Questo complesso cultuale tardo-antico, protetto ora da una grande tettoia in ferro-plexiglas, è costituito dai muri di un grande edificio di m. 28 x 14.90 denominato Chiesa A risalente al sec. V. Ha una pianta rettangolare priva di abside, con muri perimetrali di cm 60 di spessore, costruiti con la tecnica a spina di pesce. l’ingresso era collocato sul lato corto, ad ovest. Superato il vestibolo si accedeva all’aula A, decorata von mosaici geometrici di alto livello. In fondo all’aula, che contiene la zona dell’altare con un rialzo semicircolare isolato per il clero, il presbiterio di forma quadrata, anch’esso sopraelevato e con ampie parti di pavimentazione a mosaico composta da tessere policrome con motivi curvilinei e geometrici e fiori (era separato dal resto dell’edificio da cancellate lignee delle quali sono visibili le tracce sul pavimento). Ciò che colpisce immediatamente in questi lacerti musivi (inesistenti perfino nel più famoso Forum Julium Carnico-Zuglio), è la straordinaria analogia con i motivi che si rinvengono all’interno della basilica di Aquileia: il nodo di Salomone richiama immediatamente una linea diretta con Aquileia mater. La tecnica pittorica usata per la decorazione pavimentale fu ottenuta mediante l’accostamento di piccoli parallelepipedi di pietre naturali, paste vitree, terracotta, marmi, madreperla, applicati sulla superficie pavimentale tramite il supporto di un letto di calce, stucco e gesso.
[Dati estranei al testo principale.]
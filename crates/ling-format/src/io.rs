//! I/O 抽象层.
//!
//! 为解封装器/封装器提供统一的读写接口, 支持文件与内存缓冲区等后端.
//! 读侧带缓冲; 所有整数访问按小端字节序 (Ogg 与 RIFF 均为小端容器).

use std::io::{self, Read, Seek, Write};
use ling_core::LingResult;

/// I/O 上下文
///
/// 封装底层 I/O 操作, 为解封装器/封装器提供统一的数据读写接口.
pub struct IoContext {
    /// 内部 I/O 实现
    inner: Box<dyn IoBackend>,
    /// 读缓冲区
    buffer: Vec<u8>,
    /// 缓冲区中的有效数据长度
    buf_len: usize,
    /// 缓冲区当前读取位置
    buf_pos: usize,
}

/// I/O 后端 trait
///
/// 实现此 trait 以支持不同的 I/O 来源 (文件、内存等).
pub trait IoBackend: Send {
    /// 读取数据到缓冲区
    fn read(&mut self, buf: &mut [u8]) -> io::Result<usize>;
    /// 写入数据
    fn write(&mut self, buf: &[u8]) -> io::Result<usize>;
    /// 全部写入
    fn write_all(&mut self, buf: &[u8]) -> io::Result<()>;
    /// 定位 (seek)
    fn seek(&mut self, pos: io::SeekFrom) -> io::Result<u64>;
    /// 获取当前位置
    fn position(&mut self) -> io::Result<u64>;
    /// 获取总大小 (如果可知)
    fn size(&self) -> Option<u64>;
    /// 是否支持 seek
    fn is_seekable(&self) -> bool;
}

/// 默认缓冲区大小 (32 KB)
const DEFAULT_BUFFER_SIZE: usize = 32 * 1024;

impl IoContext {
    /// 从 I/O 后端创建上下文
    pub fn new(backend: Box<dyn IoBackend>) -> Self {
        Self {
            inner: backend,
            buffer: vec![0u8; DEFAULT_BUFFER_SIZE],
            buf_len: 0,
            buf_pos: 0,
        }
    }

    /// 从文件路径打开 (只读)
    pub fn open_read(path: &str) -> LingResult<Self> {
        let file = std::fs::File::open(path)?;
        Ok(Self::new(Box::new(FileBackend::new(file))))
    }

    /// 从文件路径打开 (写入)
    pub fn open_write(path: &str) -> LingResult<Self> {
        let file = std::fs::File::create(path)?;
        Ok(Self::new(Box::new(FileBackend::new(file))))
    }

    // ========================
    // 读取方法
    // ========================

    /// 读取指定字节数
    pub fn read_exact(&mut self, buf: &mut [u8]) -> LingResult<()> {
        let mut total_read = 0;
        while total_read < buf.len() {
            let buffered = self.buf_len - self.buf_pos;
            if buffered > 0 {
                let to_copy = buffered.min(buf.len() - total_read);
                buf[total_read..total_read + to_copy]
                    .copy_from_slice(&self.buffer[self.buf_pos..self.buf_pos + to_copy]);
                self.buf_pos += to_copy;
                total_read += to_copy;
            } else {
                self.buf_pos = 0;
                self.buf_len = self.inner.read(&mut self.buffer)?;
                if self.buf_len == 0 {
                    return Err(ling_core::LingError::Eof);
                }
            }
        }
        Ok(())
    }

    /// 读取 1 个字节
    pub fn read_u8(&mut self) -> LingResult<u8> {
        let mut buf = [0u8; 1];
        self.read_exact(&mut buf)?;
        Ok(buf[0])
    }

    /// 读取 u16 小端
    pub fn read_u16_le(&mut self) -> LingResult<u16> {
        let mut buf = [0u8; 2];
        self.read_exact(&mut buf)?;
        Ok(u16::from_le_bytes(buf))
    }

    /// 读取 u32 小端
    pub fn read_u32_le(&mut self) -> LingResult<u32> {
        let mut buf = [0u8; 4];
        self.read_exact(&mut buf)?;
        Ok(u32::from_le_bytes(buf))
    }

    /// 读取 u64 小端
    pub fn read_u64_le(&mut self) -> LingResult<u64> {
        let mut buf = [0u8; 8];
        self.read_exact(&mut buf)?;
        Ok(u64::from_le_bytes(buf))
    }

    /// 读取 4 字节标签 (FourCC)
    pub fn read_tag(&mut self) -> LingResult<[u8; 4]> {
        let mut buf = [0u8; 4];
        self.read_exact(&mut buf)?;
        Ok(buf)
    }

    /// 读取指定数量的字节
    pub fn read_bytes(&mut self, count: usize) -> LingResult<Vec<u8>> {
        let mut buf = vec![0u8; count];
        self.read_exact(&mut buf)?;
        Ok(buf)
    }

    /// 跳过指定字节数
    pub fn skip(&mut self, count: usize) -> LingResult<()> {
        // 先消耗缓冲区中的数据
        let buffered = self.buf_len - self.buf_pos;
        if count <= buffered {
            self.buf_pos += count;
            return Ok(());
        }

        let remaining = count - buffered;
        self.buf_pos = self.buf_len;

        if self.inner.is_seekable() {
            self.inner.seek(io::SeekFrom::Current(remaining as i64))?;
        } else {
            // 逐块丢弃读取的数据
            let mut left = remaining;
            while left > 0 {
                let to_read = left.min(self.buffer.len());
                self.buf_len = self.inner.read(&mut self.buffer[..to_read])?;
                if self.buf_len == 0 {
                    return Err(ling_core::LingError::Eof);
                }
                left -= self.buf_len;
            }
            self.buf_pos = 0;
            self.buf_len = 0;
        }
        Ok(())
    }

    // ========================
    // 写入方法
    // ========================

    /// 写入全部数据
    pub fn write_all(&mut self, buf: &[u8]) -> LingResult<()> {
        self.inner.write_all(buf)?;
        Ok(())
    }

    /// 写入 u8
    pub fn write_u8(&mut self, v: u8) -> LingResult<()> {
        self.write_all(&[v])
    }

    /// 写入 u16 小端
    pub fn write_u16_le(&mut self, v: u16) -> LingResult<()> {
        self.write_all(&v.to_le_bytes())
    }

    /// 写入 u32 小端
    pub fn write_u32_le(&mut self, v: u32) -> LingResult<()> {
        self.write_all(&v.to_le_bytes())
    }

    /// 写入 u64 小端
    pub fn write_u64_le(&mut self, v: u64) -> LingResult<()> {
        self.write_all(&v.to_le_bytes())
    }

    /// 写入 4 字节标签 (FourCC)
    pub fn write_tag(&mut self, tag: &[u8; 4]) -> LingResult<()> {
        self.write_all(tag)
    }

    // ========================
    // 定位方法
    // ========================

    /// 定位 (seek)
    ///
    /// 注意: seek 会清空读缓冲区.
    pub fn seek(&mut self, pos: io::SeekFrom) -> LingResult<u64> {
        self.buf_pos = 0;
        self.buf_len = 0;
        Ok(self.inner.seek(pos)?)
    }

    /// 获取当前位置
    ///
    /// 考虑读缓冲区中尚未消耗的数据量.
    pub fn position(&mut self) -> LingResult<u64> {
        let raw_pos = self.inner.position()?;
        let buffered = (self.buf_len - self.buf_pos) as u64;
        Ok(raw_pos - buffered)
    }

    /// 是否支持随机访问
    pub fn is_seekable(&self) -> bool {
        self.inner.is_seekable()
    }

    /// 获取总大小
    pub fn size(&self) -> Option<u64> {
        self.inner.size()
    }
}

/// 文件 I/O 后端
struct FileBackend {
    file: std::fs::File,
    size: Option<u64>,
}

impl FileBackend {
    fn new(file: std::fs::File) -> Self {
        let size = file.metadata().ok().map(|m| m.len());
        Self { file, size }
    }
}

impl IoBackend for FileBackend {
    fn read(&mut self, buf: &mut [u8]) -> io::Result<usize> {
        self.file.read(buf)
    }

    fn write(&mut self, buf: &[u8]) -> io::Result<usize> {
        self.file.write(buf)
    }

    fn write_all(&mut self, buf: &[u8]) -> io::Result<()> {
        self.file.write_all(buf)
    }

    fn seek(&mut self, pos: io::SeekFrom) -> io::Result<u64> {
        self.file.seek(pos)
    }

    fn position(&mut self) -> io::Result<u64> {
        self.file.stream_position()
    }

    fn size(&self) -> Option<u64> {
        self.size
    }

    fn is_seekable(&self) -> bool {
        true
    }
}

/// 内存缓冲区 I/O 后端
///
/// 用于测试和内存中处理.
pub struct MemoryBackend {
    /// 数据缓冲区
    data: Vec<u8>,
    /// 当前位置
    pos: usize,
}

impl MemoryBackend {
    /// 从已有数据创建 (用于读取)
    pub fn from_data(data: Vec<u8>) -> Self {
        Self { data, pos: 0 }
    }

    /// 创建空缓冲区 (用于写入)
    pub fn new() -> Self {
        Self {
            data: Vec::new(),
            pos: 0,
        }
    }

    /// 获取内部数据的引用
    pub fn data(&self) -> &[u8] {
        &self.data
    }

    /// 消耗自身, 返回内部数据
    pub fn into_data(self) -> Vec<u8> {
        self.data
    }
}

impl Default for MemoryBackend {
    fn default() -> Self {
        Self::new()
    }
}

impl IoBackend for MemoryBackend {
    fn read(&mut self, buf: &mut [u8]) -> io::Result<usize> {
        let available = self.data.len().saturating_sub(self.pos);
        let to_read = buf.len().min(available);
        if to_read == 0 {
            return Ok(0);
        }
        buf[..to_read].copy_from_slice(&self.data[self.pos..self.pos + to_read]);
        self.pos += to_read;
        Ok(to_read)
    }

    fn write(&mut self, buf: &[u8]) -> io::Result<usize> {
        if self.pos >= self.data.len() {
            self.data.extend_from_slice(buf);
        } else {
            // 覆盖已有数据, 超出部分追加
            let overlap = (self.data.len() - self.pos).min(buf.len());
            self.data[self.pos..self.pos + overlap].copy_from_slice(&buf[..overlap]);
            if buf.len() > overlap {
                self.data.extend_from_slice(&buf[overlap..]);
            }
        }
        self.pos += buf.len();
        Ok(buf.len())
    }

    fn write_all(&mut self, buf: &[u8]) -> io::Result<()> {
        self.write(buf)?;
        Ok(())
    }

    fn seek(&mut self, pos: io::SeekFrom) -> io::Result<u64> {
        let new_pos = match pos {
            io::SeekFrom::Start(offset) => offset as i64,
            io::SeekFrom::End(offset) => self.data.len() as i64 + offset,
            io::SeekFrom::Current(offset) => self.pos as i64 + offset,
        };
        if new_pos < 0 {
            return Err(io::Error::new(
                io::ErrorKind::InvalidInput,
                "seek 位置不能为负",
            ));
        }
        self.pos = new_pos as usize;
        Ok(self.pos as u64)
    }

    fn position(&mut self) -> io::Result<u64> {
        Ok(self.pos as u64)
    }

    fn size(&self) -> Option<u64> {
        Some(self.data.len() as u64)
    }

    fn is_seekable(&self) -> bool {
        true
    }
}

#[cfg(test)]
mod tests {
    use super::*;

    #[test]
    fn test_memory_backend_读取() {
        let mut io = IoContext::new(Box::new(MemoryBackend::from_data(vec![
            0x01, 0x02, 0x03, 0x04, 0x05,
        ])));
        assert_eq!(io.read_u8().unwrap(), 0x01);
        assert_eq!(io.read_u16_le().unwrap(), 0x0302);
        assert_eq!(io.read_u8().unwrap(), 0x04);
        assert!(matches!(
            io.read_u16_le().unwrap_err(),
            ling_core::LingError::Eof
        ));
    }

    #[test]
    fn test_memory_backend_写入与回填() {
        let mut io = IoContext::new(Box::new(MemoryBackend::new()));
        io.write_tag(b"RIFF").unwrap();
        io.write_u32_le(0).unwrap();
        io.write_tag(b"WAVE").unwrap();
        // 回填大小字段
        io.seek(io::SeekFrom::Start(4)).unwrap();
        io.write_u32_le(4).unwrap();
        io.seek(io::SeekFrom::Start(0)).unwrap();

        assert_eq!(&io.read_tag().unwrap(), b"RIFF");
        assert_eq!(io.read_u32_le().unwrap(), 4);
        assert_eq!(&io.read_tag().unwrap(), b"WAVE");
    }

    #[test]
    fn test_skip() {
        let mut io = IoContext::new(Box::new(MemoryBackend::from_data(vec![0u8; 100])));
        io.skip(50).unwrap();
        assert_eq!(io.position().unwrap(), 50);
        io.skip(50).unwrap();
        assert!(io.read_u8().is_err());
    }
}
Lateralmente al presbiterio doveva sorgere un ambone, testimoniato dalla presenza di un dado in muratura.
Dal presbiterio si accedeva ad una serie di ambienti ed in particolare alla trichora (parte a tre absidi), formata da tre absidi. Al suo interno si trovavano la vasca battesimale, di forma quadrata, con un gradino d’accesso all’interno, e l’altare per il culto delle reliquie.
La posizione del sito, sorto presso un importante tracciato stradale, le sue dimensioni e la ricchezza degli apparati decorativi presenti, dimostrano che il complesso paleocristiano del Col di Zuca dovette rappresentare il luogo di culto di una vasta zona, per una numerosa comunità. Esso costituiva, con ogni probabilità uno dei centri propulsori della cristianizzazione della Carnia, in collegamento con il voscovado di Iulium Carnicum. Come santuario martiriale esso doveva, inoltre essere meta di pellegrini provenienti anche da aree piuttosto lontane. L’edificio paleocristiano venne completamente distrutto con ogni probabilità all’inizio del VII sec. d.C. ed al suo posto venne costrutita una chiesa più piccola (m. 17,30 x 7,20), in corrispondenza della trichora, ulteriormente modificata, sia nella struttura che nelle dimensioni, tra VIII e IX secolo. d.C.
Nelle operazioni di scavo del 1972, vennero rinvenuti, fra gli altri, i seguenti reperti:
1.    Fibula ad arco in bronzo (cm 7,2) VI sec.
2.    Pomo di spata in acciaio (cm 4) VI sec.
3.    Fibula in bronzo (cm 9,2) VI sec.
4.    Fibula a gallo in bronzo (cm 5,25) V-VII sec.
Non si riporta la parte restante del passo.